Yeah, on each drug is metabolized, by which enzymes and other drugs being used. Also, if a person is enzyme deficient. For instance, it is a known fact that asenapine must be used sublingually to bypass the first level of metabolism to be effective. Other drugs like benzos and b-vits are also either quicker acting or more efficient. There are a various number of ways to administer drugs. Many are considered quicker and metabolically more potent. Think about it while you go get your B-12 shot!!!
Others are 97% as bio-available orally if ya wait!!!


----------



## WineKitty (Nov 26, 2004)

I take my Klonopin sublingually at times simply for lack of availability of water but I fail to notice any difference in how fast it works. It is absolutely no more potent.


----------



## metamorphosis (Dec 18, 2008)

WineKitty said:


> I take my Klonopin sublingually at times simply for lack of availability of water but I fail to notice any difference in how fast it works. It is absolutely no more potent.


Wrong, klonopin will hit you much faster sublingually. As long as you let it dissolve under the tongue and your not eating or drinking water. Been taking it long enough to know!


----------



## basuraeuropea (Jul 25, 2012)

metamorphosis said:


> Wrong, klonopin will hit you much faster sublingually. As long as you let it dissolve under the tongue and your not eating or drinking water. Been taking it long enough to know!


she may just hold a great tolerance to benzodiazepines and thus the difference between the two administration routes is so minimal so as to not pass the detection threshold.


----------



## istayhome (Apr 4, 2012)

A32 said:


> From wikipedia:
> 
> _However, many drugs are much more potent taken sublingually, and it is generally a safer alternative than administration via the nasal mucosa. Due to the high cost of pharmaceuticals, some people opt to split their pills and take them sublingually in order to obtain the same therapeutic effects of oral administration while utilizing half the dose. This method is also extensively used by people attempting to abuse certain psychoactive drugs._
> 
> Twice as much?! That big of difference?

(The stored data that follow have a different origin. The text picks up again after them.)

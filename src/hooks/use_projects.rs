//! Reactive project-fetch hook.

use leptos::prelude::*;
use leptos::task::spawn_local;

use crate::api::SupabaseClient;
use crate::hooks::request::RequestSequence;
use crate::types::{Project, ProjectCategory};

/// Fixed message shown when the gateway read fails outright.
pub const PROJECTS_LOAD_ERROR: &str = "Erro ao carregar projetos. Tente novamente.";

/// Query options for [`use_projects`].
#[derive(Debug, Clone, Copy, PartialEq, Eq, Default)]
pub struct ProjectQuery {
    /// Fetch only projects flagged for the landing page.
    pub featured_only: bool,
    /// Client-side category filter applied after the read.
    pub category: Option<ProjectCategory>,
}

impl ProjectQuery {
    pub fn all() -> Self {
        Self::default()
    }

    pub fn featured() -> Self {
        Self {
            featured_only: true,
            category: None,
        }
    }

    pub fn in_category(category: Option<ProjectCategory>) -> Self {
        Self {
            featured_only: false,
            category,
        }
    }
}

/// Signals returned by [`use_projects`].
#[derive(Clone, Copy)]
pub struct UseProjects {
    /// `None` until the first read completes.
    pub data: Signal<Option<Vec<Project>>>,
    pub loading: Signal<bool>,
    pub error: Signal<Option<String>>,
}

/// Fetches project records and keeps `{data, loading, error}` in step
/// with the *latest* options produced by `query`.
///
/// The query closure runs inside a tracking effect, so any signal it
/// reads re-runs the fetch. Overlapping fetches are resolved
/// latest-wins through a sequence token; teardown invalidates the
/// sequence so an in-flight response cannot mutate disposed state.
pub fn use_projects(
    query: impl Fn() -> ProjectQuery + Send + Sync + 'static,
) -> UseProjects {
    let client = expect_context::<SupabaseClient>();

    let data = RwSignal::new(Option::<Vec<Project>>::None);
    let loading = RwSignal::new(true);
    let error = RwSignal::new(Option::<String>::None);

    let sequence = RequestSequence::new();
    on_cleanup({
        let sequence = sequence.clone();
        move || sequence.invalidate()
    });

    Effect::new(move |_| {
        let options = query();
        let token = sequence.begin();
        let client = client.clone();

        loading.set(true);
        error.set(None);

        spawn_local(async move {
            let result = if options.featured_only {
                client.featured_projects().await
            } else {
                client.projects().await
            };

            // A newer invocation (or teardown) superseded this one:
            // drop the response on the floor.
            if !token.is_current() {
                return;
            }

            match result {
                Ok(projects) => {
                    data.set(Some(filter_by_category(projects, options.category)));
                }
                Err(err) => {
                    tracing::error!("failed to load projects: {err}");
                    error.set(Some(PROJECTS_LOAD_ERROR.to_string()));
                }
            }
            loading.set(false);
        });
    });

    UseProjects {
        data: data.into(),
        loading: loading.into(),
        error: error.into(),
    }
}

/// Keeps only projects in `category`, preserving order. `None` passes
/// the list through untouched.
fn filter_by_category(
    projects: Vec<Project>,
    category: Option<ProjectCategory>,
) -> Vec<Project> {
    match category {
        Some(category) => projects
            .into_iter()
            .filter(|p| p.category == category)
            .collect(),
        None => projects,
    }
}

#[cfg(test)]
mod tests {
    use super::*;
    use chrono::Utc;
    use rstest::rstest;

    fn project(id: &str, category: ProjectCategory) -> Project {
        Project {
            id: id.to_string(),
            title: format!("project {id}"),
            description: "desc".into(),
            long_description: None,
            stack: vec!["Docker".into()],
            category,
            github_url: None,
            demo_url: None,
            image_url: None,
            featured: false,
            created_at: Utc::now(),
        }
    }

    #[test]
    fn no_category_returns_all_unchanged() {
        let list = vec![
            project("1", ProjectCategory::Devops),
            project("2", ProjectCategory::Backend),
            project("3", ProjectCategory::Devops),
        ];
        let out = filter_by_category(list.clone(), None);
        assert_eq!(out, list);
    }

    #[rstest]
    #[case(ProjectCategory::Devops, &["1", "3"])]
    #[case(ProjectCategory::Backend, &["2"])]
    #[case(ProjectCategory::Fullstack, &[])]
    fn category_filter_keeps_matches_in_order(
        #[case] category: ProjectCategory,
        #[case] expected_ids: &[&str],
    ) {
        let list = vec![
            project("1", ProjectCategory::Devops),
            project("2", ProjectCategory::Backend),
            project("3", ProjectCategory::Devops),
        ];
        let out = filter_by_category(list, Some(category));
        let ids: Vec<_> = out.iter().map(|p| p.id.as_str()).collect();
        assert_eq!(ids, expected_ids);
    }

    #[test]
    fn query_constructors_cover_the_three_shapes() {
        assert_eq!(
            ProjectQuery::all(),
            ProjectQuery {
                featured_only: false,
                category: None
            }
        );
        assert!(ProjectQuery::featured().featured_only);
        assert_eq!(
            ProjectQuery::in_category(Some(ProjectCategory::Frontend)).category,
            Some(ProjectCategory::Frontend)
        );
    }
}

I absolutely disagree. I have seen that this is the case for _some_ drugs, but not all drugs, I wouldn't even say most drugs. There is no physiological basis for this with most drugs and I don't think that wikipedia has the most reliable information.


----------



## riptide991 (Feb 1, 2012)

Sublingual can make some drugs weaker, like say, hmm codeine. Codeine is actually catalyzed in the liver by CYP2D6 into our favourite friend Morphine. So first pass can make a difference.


----------



## istayhome (Apr 4, 2012)

^good point smarty. I often wonder why codeine is even used as a pharmaceutical as the body does just turn it into morphine.


----------



## riptide991 (Feb 1, 2012)

I think it's just for the sake of potency/addiction. It's a small amount compared to say if you took straight morphine. It's such an addictive substance. I mean damn it feels good and you think to yourself, this is how I should feel.


----------



## istayhome (Apr 4, 2012)

kehcorpz said:


> I think it's just for the sake of potency/addiction. It's a small amount compared to say if you took straight morphine. It's such an addictive substance. I mean damn it feels good and you think to yourself, this is how I should feel.

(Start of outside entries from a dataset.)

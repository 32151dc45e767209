//! Skeleton loaders

use leptos::prelude::*;

/// Pulsing placeholder in the shape of a project card.
#[component]
pub fn ProjectCardSkeleton() -> impl IntoView {
    view! {
        <div class="rounded-xl border border-border bg-surface p-6 animate-pulse">
            <div class="h-4 bg-border rounded w-3/4 mb-4"></div>
            <div class="h-3 bg-border rounded w-full mb-2"></div>
            <div class="h-3 bg-border rounded w-2/3 mb-6"></div>
            <div class="flex gap-2">
                <div class="h-5 bg-border rounded-full w-16"></div>
                <div class="h-5 bg-border rounded-full w-16"></div>
            </div>
        </div>
    }
}

/// Grid of card skeletons shown while a project list loads.
#[component]
pub fn SkeletonGrid(#[prop(default = 3)] count: usize) -> impl IntoView {
    view! {
        <div class="grid grid-cols-1 md:grid-cols-2 lg:grid-cols-3 gap-6">
            {(0..count).map(|_| view! { <ProjectCardSkeleton /> }).collect::<Vec<_>>()}
        </div>
    }
}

Yeah I understand that, I just think prescribing an equianalgesic dose of morphine is a better idea. But as I did some reading on the subject I see that when these alkaloids are derived from poppy straw extract by the pharmaceutical industry (depending on the variety of poppy used) the codeine to morphine ratio is about 10:3 so I can see using codeine as a prodrug as opposed using it to synthesize other narcotics. Also of course codeine has less abuse potential.

I just always think that prodrugs are stupid. I mean why go through the middle man as opposed to just skipping to the real thing? That is a rhetorical question, just my thinking. Also, as with all drugs with abuse potential, doctors will always prescribe the "safest" but not necessarily the most effective drug. Too often people in serious pain are prescribed low dose codeine with tylenol as opposed to a drug that actually works. It's pretty frustrating to have family members in a lot of pain being denied effective analgesics but given codeine instead. But that all goes back to a topic which we discuss all to often Law and politics taking precedence over effective medical care.

You could say that I have a personal distaste for codeine. My Grandma recently died, she was hospitalized and in a lot of pain. She was on her way out. But even in her last days the Highly paid medical center she was in gave her all the tylenol 3 she wanted but denied her drugs that would have relieved her pain in her final days. When a person has a few weeks left to live, I say let them have all the good stuff they'd like. But you know, I never went to medical school.


----------



## UltraShy (Nov 8, 2003)

istayhome said:


> My Grandma recently died, she was hospitalized and in a lot of pain. She was on her way out. But even in her last days the Highly paid medical center she was in gave her all the tylenol 3 she wanted but denied her drugs that would have relieved her pain in her final days. When a person has a few weeks left to live, I say let them have all the good stuff they'd like. But you know, I never went to medical school.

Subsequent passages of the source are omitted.